##### Information provided

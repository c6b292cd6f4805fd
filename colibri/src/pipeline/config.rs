use std::path::Path;

use colibri_core::model::cell::cell_ops::{
    resolution_from_u8, DEFAULT_RESOLUTION, DEFAULT_RING_DISTANCES,
};
use colibri_core::model::feature::PriceAggregation;
use config::{Config, File};
use h3o::Resolution;
use serde::{Deserialize, Serialize};

use super::PipelineError;

/// input files for one pipeline run.
#[derive(Debug, Clone, Serialize, Deserialize)]
pub struct InputConfig {
    /// columnar mobility trace file (parquet)
    pub mobility_file: String,
    /// delimited property listing file (csv)
    pub property_file: String,
    /// labeled cost-of-living file (csv with hex_id, cost_of_living columns)
    pub target_file: String,
}

#[derive(Debug, Clone, Serialize, Deserialize, Default)]
pub struct FeatureConfig {
    // cell grid resolution. defaults to 8
    resolution: Option<u8>,
    // grid distances used for listing price imputation. defaults to [1, 2, 3, 4]
    price_rings: Option<Vec<u32>>,
    // defaults to mean
    price_aggregation: Option<PriceAggregation>,
}

impl FeatureConfig {
    pub fn resolution(&self) -> Result<Resolution, PipelineError> {
        match self.resolution {
            None => Ok(DEFAULT_RESOLUTION),
            Some(value) => resolution_from_u8(value).map_err(PipelineError::from),
        }
    }

    pub fn price_rings(&self) -> Vec<u32> {
        self.price_rings
            .clone()
            .unwrap_or_else(|| DEFAULT_RING_DISTANCES.to_vec())
    }

    pub fn price_aggregation(&self) -> PriceAggregation {
        self.price_aggregation.unwrap_or_default()
    }
}

#[derive(Debug, Clone, Serialize, Deserialize, Default)]
pub struct ModelConfig {
    // held-out fraction of labeled locations. defaults to 0.2
    test_ratio: Option<f64>,
    // seed for the train/test shuffle. defaults to 0
    seed: Option<u64>,
}

impl ModelConfig {
    pub fn test_ratio(&self) -> f64 {
        self.test_ratio.unwrap_or(0.2)
    }

    pub fn seed(&self) -> u64 {
        self.seed.unwrap_or(0)
    }
}

#[derive(Debug, Clone, Serialize, Deserialize)]
pub struct PipelineConfig {
    pub input: InputConfig,
    #[serde(default)]
    pub features: FeatureConfig,
    #[serde(default)]
    pub model: ModelConfig,
}

impl PipelineConfig {
    /// reads a pipeline configuration from a TOML file.
    pub fn from_file(configuration_file: &str) -> Result<PipelineConfig, PipelineError> {
        let filepath = Path::new(configuration_file);
        let config = Config::builder()
            .add_source(File::from(filepath))
            .build()
            .map_err(|e| {
                let msg = format!("file '{configuration_file}' produced error: {e}");
                PipelineError::InvalidUserInput(msg)
            })?;
        let input = config.get::<InputConfig>("input").map_err(|e| {
            let msg = format!("error reading 'input' section in '{configuration_file}': {e}");
            PipelineError::InvalidUserInput(msg)
        })?;
        let features = config
            .get::<Option<FeatureConfig>>("features")
            .map_err(|e| {
                let msg =
                    format!("error reading 'features' section in '{configuration_file}': {e}");
                PipelineError::InvalidUserInput(msg)
            })?
            .unwrap_or_default();
        let model = config
            .get::<Option<ModelConfig>>("model")
            .map_err(|e| {
                let msg = format!("error reading 'model' section in '{configuration_file}': {e}");
                PipelineError::InvalidUserInput(msg)
            })?
            .unwrap_or_default();
        Ok(PipelineConfig {
            input,
            features,
            model,
        })
    }
}

#[cfg(test)]
mod test {
    use super::*;

    #[test]
    fn test_feature_defaults() {
        let config = FeatureConfig::default();
        assert_eq!(config.resolution().unwrap(), DEFAULT_RESOLUTION);
        assert_eq!(config.price_rings(), vec![1, 2, 3, 4]);
        assert_eq!(config.price_aggregation(), PriceAggregation::Mean);
    }

    #[test]
    fn test_feature_config_rejects_bad_resolution() {
        let config = FeatureConfig {
            resolution: Some(42),
            ..Default::default()
        };
        assert!(config.resolution().is_err());
    }

    #[test]
    fn test_model_defaults() {
        let config = ModelConfig::default();
        assert_eq!(config.test_ratio(), 0.2);
        assert_eq!(config.seed(), 0);
    }
}
use std::path::Path;

use clap::{Parser, Subcommand};
use colibri_core::model::cell::cell_ops::{resolution_from_u8, DEFAULT_RESOLUTION};
use serde::{Deserialize, Serialize};

use crate::pipeline::config::PipelineConfig;
use crate::pipeline::enrich::DEFAULT_CHUNK_SIZE;
use crate::pipeline::PipelineError;

/// Command line tool for estimating cost of living from mobility traces and
/// property listings
#[derive(Parser)]
#[command(author, version, about, long_about = None)]
#[command(propagate_version = true)]
pub struct ColibriApp {
    #[command(subcommand)]
    pub op: ColibriOperation,
}

#[derive(Debug, Clone, Serialize, Deserialize, Subcommand)]
pub enum ColibriOperation {
    /// append an H3 cell column to a raw mobility trace file
    Enrich {
        /// mobility trace parquet file with lat and lon columns
        #[arg(short, long)]
        input_file: String,

        /// location on disk to write the enriched parquet file
        #[arg(short, long)]
        output_file: String,

        /// cell grid resolution, in [0, 15]. defaults to 8
        #[arg(short, long)]
        resolution: Option<u8>,

        /// rows processed per chunk. defaults to 1000000
        #[arg(short, long)]
        chunk_size: Option<usize>,
    },
    /// build per-location feature vectors from the input datasets
    Features {
        /// configuration file naming the input files and pipeline parameters
        #[arg(short, long)]
        configuration_file: String,

        /// location on disk to write output files. if not provided,
        /// use the current working directory.
        #[arg(short, long)]
        output_directory: Option<String>,
    },
    /// fit the regression model and report mean absolute error on a held-out split
    Evaluate {
        /// configuration file naming the input files and pipeline parameters
        #[arg(short, long)]
        configuration_file: String,

        /// location on disk to write output files. if not provided,
        /// use the current working directory.
        #[arg(short, long)]
        output_directory: Option<String>,
    },
}

impl ColibriOperation {
    pub fn run(&self) -> Result<(), PipelineError> {
        match self {
            ColibriOperation::Enrich {
                input_file,
                output_file,
                resolution,
                chunk_size,
            } => {
                let resolution = match resolution {
                    None => DEFAULT_RESOLUTION,
                    Some(value) => resolution_from_u8(*value)?,
                };
                let chunk_size = chunk_size.unwrap_or(DEFAULT_CHUNK_SIZE);
                crate::app::enrich::run(input_file, output_file, resolution, chunk_size)
            }
            ColibriOperation::Features {
                configuration_file,
                output_directory,
            } => {
                let config = PipelineConfig::from_file(configuration_file)?;
                let outdir = match output_directory {
                    Some(out) => Path::new(out),
                    None => Path::new(""),
                };
                crate::app::features::run(&config, outdir)
            }
            ColibriOperation::Evaluate {
                configuration_file,
                output_directory,
            } => {
                let config = PipelineConfig::from_file(configuration_file)?;
                let outdir = match output_directory {
                    Some(out) => Path::new(out),
                    None => Path::new(""),
                };
                crate::app::evaluate::run(&config, outdir)
            }
        }
    }
}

##########

• Your assignment
Look through the entries, and return every line that the word "struct" appears in.

• Answer space
pub struct InputConfig {
pub struct FeatureConfig {
pub struct ModelConfig {
pub struct PipelineConfig {
pub struct ColibriApp {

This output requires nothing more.